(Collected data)
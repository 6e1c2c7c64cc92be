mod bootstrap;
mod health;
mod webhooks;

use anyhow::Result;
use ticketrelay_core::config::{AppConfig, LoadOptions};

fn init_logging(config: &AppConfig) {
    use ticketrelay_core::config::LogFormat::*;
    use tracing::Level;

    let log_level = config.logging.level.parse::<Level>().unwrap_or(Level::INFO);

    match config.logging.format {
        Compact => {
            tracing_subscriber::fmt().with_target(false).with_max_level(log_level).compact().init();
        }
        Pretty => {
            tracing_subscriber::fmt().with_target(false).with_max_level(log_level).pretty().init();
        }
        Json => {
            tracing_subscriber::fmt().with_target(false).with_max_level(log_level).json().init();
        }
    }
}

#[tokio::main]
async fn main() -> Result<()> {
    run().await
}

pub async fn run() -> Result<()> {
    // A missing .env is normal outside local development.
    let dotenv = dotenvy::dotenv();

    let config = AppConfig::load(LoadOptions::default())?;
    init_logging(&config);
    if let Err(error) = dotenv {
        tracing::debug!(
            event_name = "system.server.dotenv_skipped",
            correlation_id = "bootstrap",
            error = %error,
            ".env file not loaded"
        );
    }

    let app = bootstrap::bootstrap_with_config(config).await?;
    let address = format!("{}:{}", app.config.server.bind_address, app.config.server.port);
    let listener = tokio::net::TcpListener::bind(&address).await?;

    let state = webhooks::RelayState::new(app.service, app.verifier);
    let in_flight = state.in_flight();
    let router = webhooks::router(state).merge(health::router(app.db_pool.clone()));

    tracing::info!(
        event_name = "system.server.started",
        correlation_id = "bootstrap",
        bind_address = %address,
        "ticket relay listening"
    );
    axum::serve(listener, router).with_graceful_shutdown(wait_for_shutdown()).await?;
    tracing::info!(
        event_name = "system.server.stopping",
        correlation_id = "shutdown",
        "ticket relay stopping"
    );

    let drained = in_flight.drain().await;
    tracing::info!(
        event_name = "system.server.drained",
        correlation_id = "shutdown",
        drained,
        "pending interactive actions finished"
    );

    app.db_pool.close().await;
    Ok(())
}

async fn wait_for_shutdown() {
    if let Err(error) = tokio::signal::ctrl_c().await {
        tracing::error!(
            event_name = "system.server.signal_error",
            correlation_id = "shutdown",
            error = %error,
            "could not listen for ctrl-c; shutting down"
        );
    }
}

● The problem:
Print each line of the data exactly as it was written.

● Solution to this task:
repository 6e1c2c7c64cc92be
mod bootstrap;
mod health;
mod webhooks;

use anyhow::Result;
use ticketrelay_core::config::{AppConfig, LoadOptions};

fn init_logging(config: &AppConfig) {
    use ticketrelay_core::config::LogFormat::*;
    use tracing::Level;

    let log_level = config.logging.level.parse::<Level>().unwrap_or(Level::INFO);

    match config.logging.format {
        Compact => {
            tracing_subscriber::fmt().with_target(false).with_max_level(log_level).compact().init();
        }
        Pretty => {
            tracing_subscriber::fmt().with_target(false).with_max_level(log_level).pretty().init();
        }
        Json => {
            tracing_subscriber::fmt().with_target(false).with_max_level(log_level).json().init();
        }
    }
}

#[tokio::main]
async fn main() -> Result<()> {
    run().await
}

pub async fn run() -> Result<()> {
    // A missing .env is normal outside local development.
    let dotenv = dotenvy::dotenv();

    let config = AppConfig::load(LoadOptions::default())?;
    init_logging(&config);
    if let Err(error) = dotenv {
        tracing::debug!(
            event_name = "system.server.dotenv_skipped",
            correlation_id = "bootstrap",
            error = %error,
            ".env file not loaded"
        );
    }

    let app = bootstrap::bootstrap_with_config(config).await?;
    let address = format!("{}:{}", app.config.server.bind_address, app.config.server.port);
    let listener = tokio::net::TcpListener::bind(&address).await?;

    let state = webhooks::RelayState::new(app.service, app.verifier);
    let in_flight = state.in_flight();
    let router = webhooks::router(state).merge(health::router(app.db_pool.clone()));

    tracing::info!(
        event_name = "system.server.started",
        correlation_id = "bootstrap",
        bind_address = %address,
        "ticket relay listening"
    );
    axum::serve(listener, router).with_graceful_shutdown(wait_for_shutdown()).await?;
    tracing::info!(
        event_name = "system.server.stopping",
        correlation_id = "shutdown",
        "ticket relay stopping"
    );

    let drained = in_flight.drain().await;
    tracing::info!(
        event_name = "system.server.drained",
        correlation_id = "shutdown",
        drained,
        "pending interactive actions finished"
    );

    app.db_pool.close().await;
    Ok(())
}

async fn wait_for_shutdown() {
    if let Err(error) = tokio::signal::ctrl_c().await {
        tracing::error!(
            event_name = "system.server.signal_error",
            correlation_id = "shutdown",
            error = %error,
            "could not listen for ctrl-c; shutting down"
        );
    }
}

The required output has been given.